Information supplied:
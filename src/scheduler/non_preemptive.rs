//! Shared dispatch loop for non-preemptive rule-driven schedulers.
//!
//! # Algorithm
//!
//! 1. At each dispatch point, the ready set is every unfinished task whose
//!    arrival is at or before the clock.
//! 2. If the ready set is empty, jump the clock to the earliest pending
//!    arrival.
//! 3. The rule picks one ready task (first minimum in `order` wins), which
//!    runs to completion in a single slice.
//!
//! # Complexity
//! O(n²).

use tracing::debug;

use crate::dispatching::{select_best, Candidate, DispatchingRule};
use crate::models::{Schedule, ScheduledTask, Slice, Task};

/// Runs `order` to completion, choosing each next task with `rule`.
///
/// `order` is the caller's pre-sorted task sequence; it fixes both tie-breaks
/// and the order of tasks in the returned schedule.
pub(crate) fn run<R>(order: &[&Task], rule: &R) -> Schedule
where
    R: DispatchingRule + ?Sized,
{
    let n = order.len();
    let mut completed = vec![false; n];
    let mut spans: Vec<Option<(i64, i64)>> = vec![None; n];
    let mut timeline = Vec::with_capacity(n);
    let mut current_time = 0;
    debug!(rule = rule.name(), policy = rule.description(), tasks = n, "dispatch loop");

    for _ in 0..n {
        let mut picked = select_best(rule, ready(order, &completed, current_time));
        if picked.is_none() {
            let Some(next_arrival) = order
                .iter()
                .zip(&completed)
                .filter(|(_, &done)| !done)
                .map(|(t, _)| t.arrival)
                .min()
            else {
                break;
            };
            current_time = next_arrival;
            picked = select_best(rule, ready(order, &completed, current_time));
        }
        let Some(idx) = picked else {
            break;
        };

        let task = order[idx];
        let start = current_time.max(task.arrival);
        let finish = start + task.burst;
        debug!(rule = rule.name(), task = task.id, start, finish, "dispatch");

        spans[idx] = Some((start, finish));
        completed[idx] = true;
        timeline.push(Slice::new(task.id, start, finish));
        current_time = finish;
    }

    let tasks = order
        .iter()
        .zip(spans)
        .filter_map(|(task, span)| {
            span.map(|(start, finish)| ScheduledTask::new((*task).clone(), start, finish))
        })
        .collect();

    Schedule { tasks, timeline }
}

fn ready<'a>(
    order: &'a [&'a Task],
    completed: &'a [bool],
    now: i64,
) -> impl Iterator<Item = Candidate<'a>> + 'a {
    order
        .iter()
        .enumerate()
        .filter(move |&(i, t)| !completed[i] && t.arrival <= now)
        .map(|(i, t)| Candidate::new(i, t, t.burst))
}
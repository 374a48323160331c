//! First-Come-First-Served.
//!
//! # Algorithm
//!
//! 1. Stable-sort tasks by arrival (equal arrivals keep input order).
//! 2. Run each task to completion at `max(clock, arrival)`.
//!
//! # Complexity
//! O(n log n).

use tracing::debug;

use crate::models::{Schedule, ScheduledTask, Slice, Task};

/// Schedules tasks in arrival order, non-preemptively.
///
/// # Example
///
/// ```
/// use cpu_sched_sim::models::Task;
/// use cpu_sched_sim::scheduler::fcfs;
///
/// let schedule = fcfs(&[Task::new(1, 0, 5), Task::new(2, 0, 3)]);
/// assert_eq!(schedule.task(1).unwrap().finish, 5);
/// assert_eq!(schedule.task(2).unwrap().finish, 8);
/// ```
pub fn fcfs(tasks: &[Task]) -> Schedule {
    let mut order: Vec<&Task> = tasks.iter().collect();
    order.sort_by_key(|t| t.arrival);

    let mut schedule = Schedule::new();
    let mut current_time = 0;

    for task in order {
        let start = current_time.max(task.arrival);
        let finish = start + task.burst;
        debug!(task = task.id, start, finish, "fcfs dispatch");

        schedule.timeline.push(Slice::new(task.id, start, finish));
        schedule
            .tasks
            .push(ScheduledTask::new(task.clone(), start, finish));
        current_time = finish;
    }

    schedule
}
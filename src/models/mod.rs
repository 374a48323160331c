//! Simulation domain models.
//!
//! Provides the data types shared by every algorithm: the immutable task
//! input, the computed per-task record, timeline slices and the unified
//! result.
//!
//! # Data Flow
//!
//! | Stage | Type |
//! |-------|------|
//! | Input | [`Task`] |
//! | Algorithm output | [`Schedule`] of [`ScheduledTask`] + [`Slice`] |
//! | Final | [`SimulationResult`] |

mod result;
mod schedule;
mod task;

pub use result::SimulationResult;
pub use schedule::{Schedule, Slice, TimelineMode};
pub use task::{ScheduledTask, Task};
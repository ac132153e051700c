use std::collections::BTreeMap;

use rand::{Rng, SeedableRng};
use rand_xoshiro::Xoshiro256StarStar;

use rb_index::RedBlackTree;

/// Multiset oracle: value -> number of copies.
fn oracle_range(oracle: &BTreeMap<i32, usize>, min: Option<i32>, max: Option<i32>) -> Vec<i32> {
    oracle
        .iter()
        .filter(|(v, _)| min.map_or(true, |m| **v >= m) && max.map_or(true, |m| **v <= m))
        .flat_map(|(v, count)| std::iter::repeat(*v).take(*count))
        .collect()
}

fn random_bound(rng: &mut Xoshiro256StarStar) -> Option<i32> {
    if rng.gen_bool(0.3) {
        None
    } else {
        Some(rng.gen_range(-600..=600))
    }
}

#[test]
fn differential_seeded_tree_matches_multiset_oracle() {
    let seeds = [
        0x5eed_c0de_u64,
        0x0000_0000_0000_0001_u64,
        0x0000_0000_0000_00ff_u64,
        0x0000_0000_00c0_ffee_u64,
        0x0123_4567_89ab_cdef_u64,
    ];

    for seed in seeds {
        let mut rng = Xoshiro256StarStar::seed_from_u64(seed);
        let mut tree = RedBlackTree::new();
        let mut oracle: BTreeMap<i32, usize> = BTreeMap::new();
        let mut inserted = 0usize;

        for round in 0..400 {
            let value = rng.gen_range(-500..=500);
            tree.insert(value);
            *oracle.entry(value).or_default() += 1;
            inserted += 1;

            if let Err(err) = tree.assert_valid() {
                panic!("invalid tree (seed={seed}, round={round}): {err}");
            }
            assert_eq!(tree.size(), inserted, "size mismatch (seed={seed})");

            if round % 25 == 0 {
                let probe = rng.gen_range(-550..=550);
                assert_eq!(
                    tree.contains(&probe),
                    oracle.contains_key(&probe),
                    "contains({probe}) mismatch (seed={seed})"
                );

                let min = random_bound(&mut rng);
                let max = random_bound(&mut rng);
                tree.set_iterator_min(min);
                tree.set_iterator_max(max);
                let got: Vec<i32> = tree.iter().copied().collect();
                assert_eq!(
                    got,
                    oracle_range(&oracle, min, max),
                    "range [{min:?}, {max:?}] mismatch (seed={seed})"
                );
            }
        }
    }
}

#[test]
fn differential_seeded_sorted_runs_stay_balanced() {
    let mut rng = Xoshiro256StarStar::seed_from_u64(0xba1a_ced0);
    let mut tree = RedBlackTree::new();

    // long ascending and descending runs are the worst case for a plain BST
    for _ in 0..10 {
        let start = rng.gen_range(0..1_000);
        let len = rng.gen_range(50..150);
        if rng.gen_bool(0.5) {
            tree.extend(start..start + len);
        } else {
            tree.extend((start..start + len).rev());
        }
        tree.assert_valid().unwrap();
    }

    fn height(tree: &RedBlackTree<i32>, idx: Option<u32>) -> usize {
        idx.map_or(0, |i| {
            let node = tree.node(i).unwrap();
            1 + height(tree, node.l).max(height(tree, node.r))
        })
    }

    let n = tree.size() as f64;
    let bound = 2.0 * (n + 1.0).log2();
    assert!((height(&tree, tree.root_index()) as f64) <= bound);
}
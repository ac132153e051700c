//! Bounded ascending iterator.
//!
//! The iterator keeps an explicit stack of pending ancestors: the top of the
//! stack is always the next in-order candidate. The lower bound prunes whole
//! subtrees while the stack is seeded; the upper bound is checked against
//! the top of the stack when values are consumed.

use std::cmp::Ordering;
use std::iter::FusedIterator;

use crate::error::TreeError;
use crate::red_black::RbNode;
use crate::types::ValueNode;

/// Ascending iterator over the values in `[min, max]` (both inclusive,
/// `None` meaning unbounded).
///
/// The bounds are fixed when the iterator is created. The iterator cannot be
/// restarted; ask the tree for a new one instead.
///
/// The iterator borrows the tree, so neither the bounds nor the contents can
/// change while it is alive:
///
/// ```compile_fail
/// use rb_index::RedBlackTree;
///
/// let mut tree: RedBlackTree<i32> = (1..=5).collect();
/// let mut iter = tree.iter();
/// tree.set_iterator_max(Some(2));
/// iter.next();
/// ```
///
/// ```compile_fail
/// use rb_index::RedBlackTree;
///
/// let mut tree: RedBlackTree<i32> = (1..=5).collect();
/// let mut iter = tree.iter();
/// tree.insert(0);
/// iter.next();
/// ```
pub struct Iter<'a, T, N = RbNode<T>> {
    arena: &'a [N],
    min: Option<&'a T>,
    max: Option<&'a T>,
    stack: Vec<u32>,
}

impl<'a, T, N> Iter<'a, T, N>
where
    T: Ord,
    N: ValueNode<T>,
{
    pub(crate) fn new(
        arena: &'a [N],
        root: Option<u32>,
        min: Option<&'a T>,
        max: Option<&'a T>,
    ) -> Self {
        let mut iter = Self {
            arena,
            min,
            max,
            stack: Vec::new(),
        };
        iter.seed(root);
        iter
    }

    /// Pushes the path to the smallest in-range value under `node`.
    ///
    /// A node below `min` is dropped along with its left subtree and the
    /// walk continues in its right subtree.
    fn seed(&mut self, mut node: Option<u32>) {
        let arena = self.arena;
        while let Some(i) = node {
            let n = &arena[i as usize];
            let below_min = self
                .min
                .is_some_and(|min| n.value().cmp(min) == Ordering::Less);
            if below_min {
                node = n.r();
            } else {
                self.stack.push(i);
                node = n.l();
            }
        }
    }

    /// Lower bound captured at construction.
    pub fn lower_bound(&self) -> Option<&'a T> {
        self.min
    }

    /// Upper bound captured at construction.
    pub fn upper_bound(&self) -> Option<&'a T> {
        self.max
    }

    /// Next value without consuming it.
    pub fn peek(&self) -> Option<&'a T> {
        let arena = self.arena;
        let top = arena[*self.stack.last()? as usize].value();
        match self.max {
            Some(max) if top.cmp(max) == Ordering::Greater => None,
            _ => Some(top),
        }
    }

    pub fn has_next(&self) -> bool {
        self.peek().is_some()
    }

    /// Consumes the next value.
    ///
    /// # Errors
    ///
    /// [`TreeError::Exhausted`] when [`has_next`](Self::has_next) is false.
    pub fn try_next(&mut self) -> Result<&'a T, TreeError> {
        if !self.has_next() {
            return Err(TreeError::Exhausted);
        }
        let arena = self.arena;
        let Some(i) = self.stack.pop() else {
            return Err(TreeError::Exhausted);
        };
        let node = &arena[i as usize];
        self.seed(node.r());
        Ok(node.value())
    }
}

impl<'a, T, N> Iterator for Iter<'a, T, N>
where
    T: Ord,
    N: ValueNode<T>,
{
    type Item = &'a T;

    fn next(&mut self) -> Option<Self::Item> {
        self.try_next().ok()
    }
}

impl<'a, T, N> FusedIterator for Iter<'a, T, N>
where
    T: Ord,
    N: ValueNode<T>,
{
}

Problem details: Reproduce verbatim the lines above, from the line with "let node = &arena[i as usize];" through the line with "fn next(&mut self)".

Written answer:
        let node = &arena[i as usize];
        self.seed(node.r());
        Ok(node.value())
    }
}

impl<'a, T, N> Iterator for Iter<'a, T, N>
where
    T: Ord,
    N: ValueNode<T>,
{
    type Item = &'a T;

    fn next(&mut self) -> Option<Self::Item> {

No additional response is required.